Maybe I could turn into my mother. I always marveled at her good cheer as she coped with the vicissitudes of life, especially as she aged. A lifelong social worker by proclivity and training, she never seemed to grow discouraged with her clients or her situation.
She adapted to my father’s questionable schemes – lighting out for British Columbia with two little girls to build and live in a log cabin out in the woods, then a move to pre-statehood Alaska. She loved Alaska, but happily ended up in Washington, and toward the end of her life, when I called her each day while cooking dinner, she’d tell me about her day. Little things cheered her – 15 minutes of sun on a Washington winter day sufficed. Except when she’d watched too much CNN. Then I would lecture her about succumbing to the anxiety created by news she could do nothing about.

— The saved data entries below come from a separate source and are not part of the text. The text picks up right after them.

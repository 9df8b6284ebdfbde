use std::fmt;
use std::str::FromStr;

use chrono::{DateTime, Utc};
use serde::{Deserialize, Serialize};
use thiserror::Error;

use super::period::KlinePeriod;

/// One sampled price bar.
#[derive(Debug, Clone, PartialEq, Serialize, Deserialize)]
pub struct Bar {
    pub timestamp: DateTime<Utc>,
    pub close: f64,
}

impl Bar {
    pub fn new(timestamp: DateTime<Utc>, close: f64) -> Self {
        Self { timestamp, close }
    }
}

/// A bar together with its derived indicator columns.
#[derive(Debug, Clone, PartialEq, Serialize, Deserialize)]
pub struct SeriesRecord {
    pub timestamp: DateTime<Utc>,
    pub close: f64,
    pub macd_bar: f64,
    pub ma_fast: f64,
    pub ma_slow: f64,
    pub ma_diff: f64,
}

impl SeriesRecord {
    pub fn get(&self, field: SeriesField) -> f64 {
        match field {
            SeriesField::Close => self.close,
            SeriesField::MacdBar => self.macd_bar,
            SeriesField::MaFast => self.ma_fast,
            SeriesField::MaSlow => self.ma_slow,
            SeriesField::MaDiff => self.ma_diff,
        }
    }
}

/// Numeric columns of a [`SeriesRecord`].
#[derive(Debug, Clone, Copy, PartialEq, Eq, Hash, Serialize, Deserialize)]
#[serde(rename_all = "snake_case")]
pub enum SeriesField {
    Close,
    MacdBar,
    MaFast,
    MaSlow,
    MaDiff,
}

#[derive(Debug, Clone, Error)]
#[error("unknown series field: {0}")]
pub struct ParseFieldError(pub String);

impl SeriesField {
    pub fn name(&self) -> &'static str {
        match self {
            SeriesField::Close => "close",
            SeriesField::MacdBar => "macd_bar",
            SeriesField::MaFast => "ma_fast",
            SeriesField::MaSlow => "ma_slow",
            SeriesField::MaDiff => "ma_diff",
        }
    }
}

impl fmt::Display for SeriesField {
    fn fmt(&self, f: &mut fmt::Formatter<'_>) -> fmt::Result {
        f.write_str(self.name())
    }
}

impl FromStr for SeriesField {
    type Err = ParseFieldError;

    fn from_str(s: &str) -> Result<Self, Self::Err> {
        match s.trim() {
            "close" => Ok(SeriesField::Close),
            "macd_bar" => Ok(SeriesField::MacdBar),
            "ma_fast" => Ok(SeriesField::MaFast),
            "ma_slow" => Ok(SeriesField::MaSlow),
            "ma_diff" => Ok(SeriesField::MaDiff),
            other => Err(ParseFieldError(other.to_string())),
        }
    }
}

/// Indicator-enriched series for one (symbol, period).
///
/// Rows are addressed by zero-based position, which is both time order and
/// the coordinate space used by the wave scan.
#[derive(Debug, Clone, PartialEq, Serialize, Deserialize)]
pub struct Series {
    pub symbol: String,
    pub period: KlinePeriod,
    pub records: Vec<SeriesRecord>,
}

impl Series {
    pub fn new(symbol: impl Into<String>, period: KlinePeriod, records: Vec<SeriesRecord>) -> Self {
        Self {
            symbol: symbol.into(),
            period,
            records,
        }
    }

    pub fn len(&self) -> usize {
        self.records.len()
    }

    pub fn is_empty(&self) -> bool {
        self.records.is_empty()
    }

    /// Copy of one column, in row order.
    pub fn column(&self, field: SeriesField) -> Vec<f64> {
        self.records.iter().map(|r| r.get(field)).collect()
    }
}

That sort of news inundates us now: the horrifying rise in COVID-19 cases, the shameful attempts to discredit Dr. Fauci, the idiotic fighting about masks, the looming threat of another shutdown, the dismantling of 50-year old environmental regulations, the corruption and incompetence in the allotment of our money meant to help the victims of the pandemic, the Rose Garden turned into an arena of political theatre and lies, the absolute disgust born of watching Trump hawk a supporter’s food products from the Oval Office, Federal agents in riot gear (unwanted by local authorities) patrolling Portland streets and harassing peaceful protesters, the threatened evictions of people who’ve lost their jobs, small businesses closing forever, the death of John Lewis, Ruth Bader Ginsberg’s fragility. The ubiquitous virus itself.

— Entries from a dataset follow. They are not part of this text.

//! Signals derived from a computed series.

pub mod histogram;
pub mod scoring;

pub use histogram::histogram_shrinking;
pub use scoring::WaveScoring;
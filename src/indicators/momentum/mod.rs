//! Momentum indicators: MACD

pub mod macd;

pub use macd::*;
//! Sliding-window moving average

use std::collections::VecDeque;

use crate::indicators::error::{require_non_empty, IndicatorError};

/// Moving average over a buffer that is evicted *after* appending.
///
/// Once the buffer reaches `window` elements the oldest is dropped before
/// averaging, so from that point on each output averages `window - 1`
/// values: `[1, 2, 3, 4]` with `window = 3` yields `[1.0, 1.5, 2.5, 3.5]`.
/// Stored series depend on this exact windowing.
pub fn moving_average(values: &[f64], window: usize) -> Result<Vec<f64>, IndicatorError> {
    require_non_empty(values)?;
    if window < 2 {
        return Err(IndicatorError::InvalidPeriod {
            name: "window",
            value: window,
        });
    }

    let mut buffer: VecDeque<f64> = VecDeque::with_capacity(window);
    let mut averages = Vec::with_capacity(values.len());

    for &value in values {
        buffer.push_back(value);
        if buffer.len() == window {
            buffer.pop_front();
        }
        averages.push(buffer.iter().sum::<f64>() / buffer.len() as f64);
    }

    Ok(averages)
}
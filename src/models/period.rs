use std::fmt;
use std::str::FromStr;

use serde::{Deserialize, Serialize};
use thiserror::Error;

/// Sampling period of a bar series.
#[derive(Debug, Clone, Copy, PartialEq, Eq, Hash, Serialize, Deserialize)]
pub enum KlinePeriod {
    Min60,
    Min30,
    Min15,
}

#[derive(Debug, Clone, Error)]
#[error("unknown kline period: {0}")]
pub struct ParsePeriodError(pub String);

impl KlinePeriod {
    pub fn all() -> [KlinePeriod; 3] {
        [KlinePeriod::Min60, KlinePeriod::Min30, KlinePeriod::Min15]
    }

    /// Period label (`KL_60`).
    pub fn label(&self) -> &'static str {
        match self {
            KlinePeriod::Min60 => "KL_60",
            KlinePeriod::Min30 => "KL_30",
            KlinePeriod::Min15 => "KL_15",
        }
    }

    /// Bar-type label used in file names (`K_60M`).
    pub fn kline_type(&self) -> &'static str {
        match self {
            KlinePeriod::Min60 => "K_60M",
            KlinePeriod::Min30 => "K_30M",
            KlinePeriod::Min15 => "K_15M",
        }
    }

    /// Flat-file name for `symbol` at this period (`SZ.002405_K_60M.csv`).
    pub fn file_name(&self, symbol: &str) -> String {
        format!("{}_{}.csv", symbol, self.kline_type())
    }
}

impl fmt::Display for KlinePeriod {
    fn fmt(&self, f: &mut fmt::Formatter<'_>) -> fmt::Result {
        f.write_str(self.label())
    }
}

impl FromStr for KlinePeriod {
    type Err = ParsePeriodError;

    /// Accepts `KL_60`, `K_60M`, `60m` or `60` (case-insensitive).
    fn from_str(s: &str) -> Result<Self, Self::Err> {
        let normalized = s.trim().to_ascii_uppercase();
        let minutes = normalized
            .trim_start_matches("KL_")
            .trim_start_matches("K_")
            .trim_end_matches('M');
        match minutes {
            "60" => Ok(KlinePeriod::Min60),
            "30" => Ok(KlinePeriod::Min30),
            "15" => Ok(KlinePeriod::Min15),
            _ => Err(ParsePeriodError(s.to_string())),
        }
    }
}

You can’t counter any of that with happy talk, and it isn’t good-cheer-no-matter what I’m searching for (as I fight the CNN part of my mom). I think I want to not let the everyday things that are part of a small safe life go unremarked.

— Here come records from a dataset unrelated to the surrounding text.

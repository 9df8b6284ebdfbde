pub mod error;
pub mod pipeline;

pub mod momentum;
pub mod trend;

pub use error::IndicatorError;
pub use momentum::{oscillator_histogram, MacdSeries};
pub use pipeline::compute_series;
pub use trend::{exponential_smooth, moving_average};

Sometimes it’s as simple as order: the kitchen counters cleared and wiped that greet me in the morning, a stack of completed masks ready for mailing, their colorful ties dangling off the ironing board, the bags and boxes of possessions from the bluff dispersed, the linen closet organized, so, instead of chaos, the folds of patterns and faded colors greet me when I open the door, the refrigerator clear and ready for the privilege of weekly provisioning, and, before it’s time to wear them again, a stack of winter sweaters finally washed and put away.
Sometimes it is pure joy: when a FaceTime call rings, I picture the sweet face that will fill the screen. And I try to note fleeting summer pleasures: bare feet, eating breakfast and lunch outdoors at a wobbly table under an umbrella next to St. Francis, fresh raspberries, corn, tomatoes, flowers to paint.
And, as I write, it’s rain – a good thing – warm rain at midsummer – just when we need it.